I have a better idea. How about a tax on Volvos? That would be a relatively benign, progressive tax. Hardly any­ body but MD’s can afford the things anyway, and they could easily cough up another thousand dollars or so per vehicle. Just another couple of appendectomies for them. It would even add to the exclusivity of the thing.

After all, nobody has to drive a Volvo. I know, because I went cold turkey a couple of years ago after 16 years. It’s just a matter of willpower.

But (I hear someone say) Volvos aren’t bad for you the way cigarettes are. Well, I don’t know: has that been proven? There’s no conclusive evidence yet that they’re any worse than other automobiles for those who drive them, but they do pose a hazard to the spiritual health of others in the vicinity. I know I violate the Tenth Commandment every time I see one.

Moreover, buying a Volvo is detrimental to the U.S. balance-of­ payments.
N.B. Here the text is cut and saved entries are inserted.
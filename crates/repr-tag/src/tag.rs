//! The Tag node

use std::collections::HashSet;
use std::fmt;
use std::hash::{Hash, Hasher};
use std::sync::atomic::{AtomicBool, Ordering};
use std::sync::{Arc, OnceLock};

use crate::{AttrValue, Child, IntoChildren, TagError, gensym};

/// Self-closing elements. They never have children.
const VOID_TAGS: &[&str] = &[
    "area", "base", "br", "col", "command", "embed", "hr", "img", "input",
    "keygen", "link", "meta", "param", "source", "track", "wbr", "!DOCTYPE",
];

/// Elements whose text children are emitted unescaped.
const RAW_TAGS: &[&str] = &["raw", "script", "style"];

/// Pseudo-tags that only contribute their children. `None` is virtual too.
const VIRTUAL_TAGS: &[&str] = &["inline", "raw"];

/// A markup node
///
/// Cloning is cheap: the node data is shared. All derivations return a
/// new `Tag` and leave `self` untouched.
#[derive(Clone)]
pub struct Tag(Arc<TagData>);

struct TagData {
    name: Option<String>,
    attributes: Vec<(String, AttrValue)>,
    children: Vec<Child>,
    resources: Vec<Tag>,
    /// Identifier allocated on demand by [`Tag::ensure_id`].
    auto_id: OnceLock<String>,
    serialized: AtomicBool,
}

/// Additions for [`Tag::fill`]
#[derive(Debug, Clone, Default)]
pub struct Fill {
    pub children: Vec<Child>,
    pub attributes: Vec<(String, AttrValue)>,
    pub resources: Vec<Tag>,
}

impl Fill {
    pub fn new() -> Self {
        Self::default()
    }

    pub fn children(mut self, children: impl IntoChildren) -> Self {
        children.push_into(&mut self.children);
        self
    }

    pub fn attribute(mut self, key: impl Into<String>, value: impl Into<AttrValue>) -> Self {
        self.attributes.push((key.into(), value.into()));
        self
    }

    pub fn resources<I: IntoIterator<Item = Tag>>(mut self, resources: I) -> Self {
        self.resources.extend(resources);
        self
    }

    pub fn is_empty(&self) -> bool {
        self.children.is_empty() && self.attributes.is_empty() && self.resources.is_empty()
    }
}

impl Tag {
    fn from_parts(
        name: Option<String>,
        attributes: Vec<(String, AttrValue)>,
        children: Vec<Child>,
        resources: Vec<Tag>,
        auto_id: OnceLock<String>,
    ) -> Self {
        Tag(Arc::new(TagData {
            name,
            attributes,
            children,
            resources,
            auto_id,
            serialized: AtomicBool::new(false),
        }))
    }

    /// Empty tag with the given name.
    pub fn new(name: impl Into<String>) -> Self {
        Self::from_parts(Some(name.into()), Vec::new(), Vec::new(), Vec::new(), OnceLock::new())
    }

    /// Nameless tag. Only its children are rendered.
    pub fn virtual_tag() -> Self {
        Self::from_parts(None, Vec::new(), Vec::new(), Vec::new(), OnceLock::new())
    }

    pub fn name(&self) -> Option<&str> {
        self.0.name.as_deref()
    }

    pub fn attributes(&self) -> &[(String, AttrValue)] {
        &self.0.attributes
    }

    pub fn children(&self) -> &[Child] {
        &self.0.children
    }

    pub fn resources(&self) -> &[Tag] {
        &self.0.resources
    }

    pub fn get_attribute(&self, key: &str) -> Option<&AttrValue> {
        self.0
            .attributes
            .iter()
            .find(|(k, _)| k == key)
            .map(|(_, v)| v)
    }

    /// String value of an attribute, if it is a string.
    pub fn get_str(&self, key: &str) -> Option<&str> {
        self.get_attribute(key).and_then(AttrValue::as_str)
    }

    pub fn has_class(&self, token: &str) -> bool {
        self.get_attribute("class")
            .is_some_and(|v| v.has_token(token))
    }

    pub fn is_virtual(&self) -> bool {
        self.name().is_none_or(|name| VIRTUAL_TAGS.contains(&name))
    }

    pub fn is_void(&self) -> bool {
        self.name().is_some_and(|name| VOID_TAGS.contains(&name))
    }

    pub fn is_raw(&self) -> bool {
        self.name().is_some_and(|name| RAW_TAGS.contains(&name))
    }

    /// Derive a tag with extra children, attributes and resources.
    ///
    /// Attributes replace existing ones with the same key in place; new
    /// keys are appended. Resources already present are skipped. When
    /// nothing changes, the same node is returned.
    pub fn fill(&self, fill: Fill) -> Tag {
        let new_resources: Vec<Tag> = {
            let mut out: Vec<Tag> = Vec::new();
            for r in fill.resources {
                if !self.0.resources.contains(&r) && !out.contains(&r) {
                    out.push(r);
                }
            }
            out
        };
        if fill.children.is_empty() && fill.attributes.is_empty() && new_resources.is_empty() {
            return self.clone();
        }

        let mut attributes = self.0.attributes.clone();
        for (key, value) in fill.attributes {
            match attributes.iter_mut().find(|(k, _)| *k == key) {
                Some(slot) => slot.1 = value,
                None => attributes.push((key, value)),
            }
        }

        let mut children = self.0.children.clone();
        children.extend(fill.children);

        let mut resources = self.0.resources.clone();
        resources.extend(new_resources);

        Self::from_parts(
            self.0.name.clone(),
            attributes,
            children,
            resources,
            self.0.auto_id.clone(),
        )
    }

    /// Copy of this node with different children. Attributes, resources and
    /// any allocated id are kept.
    pub fn replace_children(&self, children: Vec<Child>) -> Tag {
        Self::from_parts(
            self.0.name.clone(),
            self.0.attributes.clone(),
            children,
            self.0.resources.clone(),
            self.0.auto_id.clone(),
        )
    }

    /// Set an attribute. Underscores in `key` become dashes.
    pub fn attr(&self, key: &str, value: impl Into<AttrValue>) -> Tag {
        self.fill(Fill::new().attribute(key.replace('_', "-"), value))
    }

    /// Append children, flattening nested collections.
    pub fn with(&self, children: impl IntoChildren) -> Tag {
        self.fill(Fill::new().children(children))
    }

    /// Attach a resource that must be emitted once wherever this node appears.
    pub fn resource(&self, resource: Tag) -> Tag {
        self.fill(Fill::new().resources([resource]))
    }

    /// Add a class token. A token starting with `#` sets the `id` instead.
    pub fn class(&self, token: &str) -> Tag {
        self.classes([token])
    }

    /// Add several class tokens. For `#` tokens the last one wins.
    pub fn classes<'a, I: IntoIterator<Item = &'a str>>(&self, tokens: I) -> Tag {
        let mut class: Vec<String> = self
            .get_attribute("class")
            .and_then(AttrValue::as_tokens)
            .map(<[String]>::to_vec)
            .unwrap_or_default();
        let mut id = None;
        let mut added = false;
        for token in tokens {
            if let Some(rest) = token.strip_prefix('#') {
                id = Some(rest.to_string());
            } else if !class.iter().any(|c| c == token) {
                class.push(token.to_string());
                added = true;
            }
        }
        let mut fill = Fill::new();
        if added {
            fill = fill.attribute("class", AttrValue::Tokens(class));
        }
        if let Some(id) = id {
            fill = fill.attribute("id", id);
        }
        self.fill(fill)
    }

    /// The element id: the `id` attribute, or a previously allocated one.
    pub fn id(&self) -> Option<String> {
        if let Some(id) = self.get_attribute("id").and_then(AttrValue::to_text) {
            return Some(id);
        }
        self.0.auto_id.get().cloned()
    }

    /// The element id, allocating a fresh one if the node has none.
    ///
    /// Fails once the node has been serialized without an id.
    pub fn ensure_id(&self) -> Result<String, TagError> {
        if let Some(id) = self.id() {
            return Ok(id);
        }
        if self.is_serialized() {
            return Err(TagError::IdAfterSerialization {
                tag: self.name().unwrap_or("<virtual>").to_string(),
            });
        }
        let id = self.0.auto_id.get_or_init(gensym::next_id).clone();
        tracing::trace!(tag = ?self.name(), %id, "allocated element id");
        Ok(id)
    }

    /// Id allocated by [`Tag::ensure_id`], which is not an attribute.
    pub fn allocated_id(&self) -> Option<&str> {
        if self.get_attribute("id").is_some() {
            return None;
        }
        self.0.auto_id.get().map(String::as_str)
    }

    pub fn mark_serialized(&self) {
        self.0.serialized.store(true, Ordering::Release);
    }

    pub fn is_serialized(&self) -> bool {
        self.0.serialized.load(Ordering::Acquire)
    }

    /// Identity of this node (not of its contents).
    pub fn ptr_id(&self) -> usize {
        Arc::as_ptr(&self.0) as usize
    }

    pub fn ptr_eq(&self, other: &Tag) -> bool {
        Arc::ptr_eq(&self.0, &other.0)
    }

    /// Resources of this node and all descendants, in depth-first
    /// discovery order, without duplicates. Resources needed by a
    /// resource follow it.
    pub fn collect_resources(&self) -> Vec<Tag> {
        let mut seen = HashSet::new();
        let mut out = Vec::new();
        self.collect_into(&mut seen, &mut out);
        out
    }

    fn collect_into(&self, seen: &mut HashSet<Tag>, out: &mut Vec<Tag>) {
        for r in self.resources() {
            if seen.insert(r.clone()) {
                out.push(r.clone());
                r.collect_into(seen, out);
            }
        }
        for child in self.children() {
            if let Child::Tag(tag) = child {
                tag.collect_into(seen, out);
            }
        }
    }
}

impl PartialEq for Tag {
    fn eq(&self, other: &Self) -> bool {
        if self.ptr_eq(other) {
            return true;
        }
        let (a, b) = (&self.0, &other.0);
        a.name == b.name
            && a.attributes.len() == b.attributes.len()
            && a.attributes
                .iter()
                .all(|(k, v)| other.get_attribute(k) == Some(v))
            && a.children == b.children
            && a.resources.len() == b.resources.len()
            && a.resources.iter().all(|r| b.resources.contains(r))
    }
}

impl Eq for Tag {}

impl Hash for Tag {
    fn hash<H: Hasher>(&self, state: &mut H) {
        self.0.name.hash(state);
        let mut attributes: Vec<&(String, AttrValue)> = self.0.attributes.iter().collect();
        attributes.sort_by(|a, b| a.0.cmp(&b.0));
        attributes.hash(state);
        self.0.children.hash(state);
        self.0.resources.len().hash(state);
    }
}

impl fmt::Debug for Tag {
    fn fmt(&self, f: &mut fmt::Formatter<'_>) -> fmt::Result {
        let mut s = f.debug_struct("Tag");
        s.field("name", &self.0.name);
        if !self.0.attributes.is_empty() {
            s.field("attributes", &self.0.attributes);
        }
        if !self.0.children.is_empty() {
            s.field("children", &self.0.children);
        }
        if !self.0.resources.is_empty() {
            s.field("resources", &self.0.resources.len());
        }
        s.finish()
    }
}

#[cfg(test)]
mod tests {
    use super::*;
    use crate::H;

    #[test]
    fn test_derivation_leaves_original_untouched() {
        let base = H.div();
        let derived = base.with("hello").attr("data_x", 1);
        assert!(base.children().is_empty());
        assert_eq!(derived.children().len(), 1);
        assert_eq!(derived.get_attribute("data-x"), Some(&AttrValue::Int(1)));
        assert!(derived.get_attribute("data_x").is_none());
    }

    #[test]
    fn test_structural_equality() {
        let a = H.span().class("x").class("y").with(("a", 1));
        let b = H.span().classes(["y", "x"]).with("a").with(1);
        assert_eq!(a, b);
        assert_ne!(a, H.div().classes(["x", "y"]).with(("a", 1)));

        let mut set = HashSet::new();
        set.insert(a.clone());
        assert!(set.contains(&b));
    }

    #[test]
    fn test_attribute_order_is_irrelevant_for_equality() {
        let a = H.div().attr("a", 1).attr("b", 2);
        let b = H.div().attr("b", 2).attr("a", 1);
        assert_eq!(a, b);
    }

    #[test]
    fn test_hash_id_class() {
        let tag = H.div().classes(["a", "#first", "b", "#second"]);
        assert_eq!(tag.get_str("id"), Some("second"));
        assert!(tag.has_class("a"));
        assert!(tag.has_class("b"));
        assert!(!tag.has_class("#second"));
    }

    #[test]
    fn test_fill_dedupes_resources() {
        let css = H.style().with("p {}");
        let tag = H.div().resource(css.clone()).resource(css.clone());
        assert_eq!(tag.resources().len(), 1);

        let same = tag.fill(Fill::new().resources([css]));
        assert!(same.ptr_eq(&tag));
    }

    #[test]
    fn test_collect_resources_discovery_order() {
        let a = H.style().with("a");
        let b = H.style().with("b");
        let tree = H.div()
            .resource(a.clone())
            .with(H.span().resource(b.clone()).resource(a.clone()))
            .with(H.span().resource(b.clone()));
        assert_eq!(tree.collect_resources(), vec![a, b]);
    }

    #[test]
    fn test_collect_resources_of_resources() {
        let inner = H.style().with(".inner{}");
        let script = H.script().resource(inner.clone()).with("var x;");
        let tree = H.div()
            .resource(script.clone())
            .with(H.span().resource(inner.clone()));
        assert_eq!(tree.collect_resources(), vec![script, inner]);
    }

    #[test]
    fn test_tag_kinds() {
        assert!(H.br().is_void());
        assert!(H.script().is_raw());
        assert!(H.raw().is_raw());
        assert!(H.raw().is_virtual());
        assert!(H.inline().is_virtual());
        assert!(Tag::virtual_tag().is_virtual());
        assert!(!H.div().is_virtual());
    }

    #[test]
    fn test_ensure_id() {
        let explicit = H.div().attr("id", "main");
        assert_eq!(explicit.ensure_id().ok().as_deref(), Some("main"));

        let tag = H.div();
        let first = tag.ensure_id().expect("fresh tag accepts an id");
        let second = tag.ensure_id().expect("id is stable");
        assert_eq!(first, second);
        assert_eq!(tag.allocated_id(), Some(first.as_str()));
        assert!(tag.with("x").id().is_some());
    }

    #[test]
    fn test_id_after_serialization() {
        let tag = H.span();
        tag.mark_serialized();
        assert!(matches!(
            tag.ensure_id(),
            Err(TagError::IdAfterSerialization { .. })
        ));
    }
}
This might not be so bad if the money were going to some deserving country that would otherwise be a candidate for foreign aid, but money spent on Volvos goes directly to one of the most obnoxious nations in the world, an overdeveloped country, with a busybody government that tells its citizens how to raise their children and its international betters· how to run their foreign policies. If I didn’t feel sorry for the Norwegians, I’d say let the Russians have Sweden. But I’m getting off the subject…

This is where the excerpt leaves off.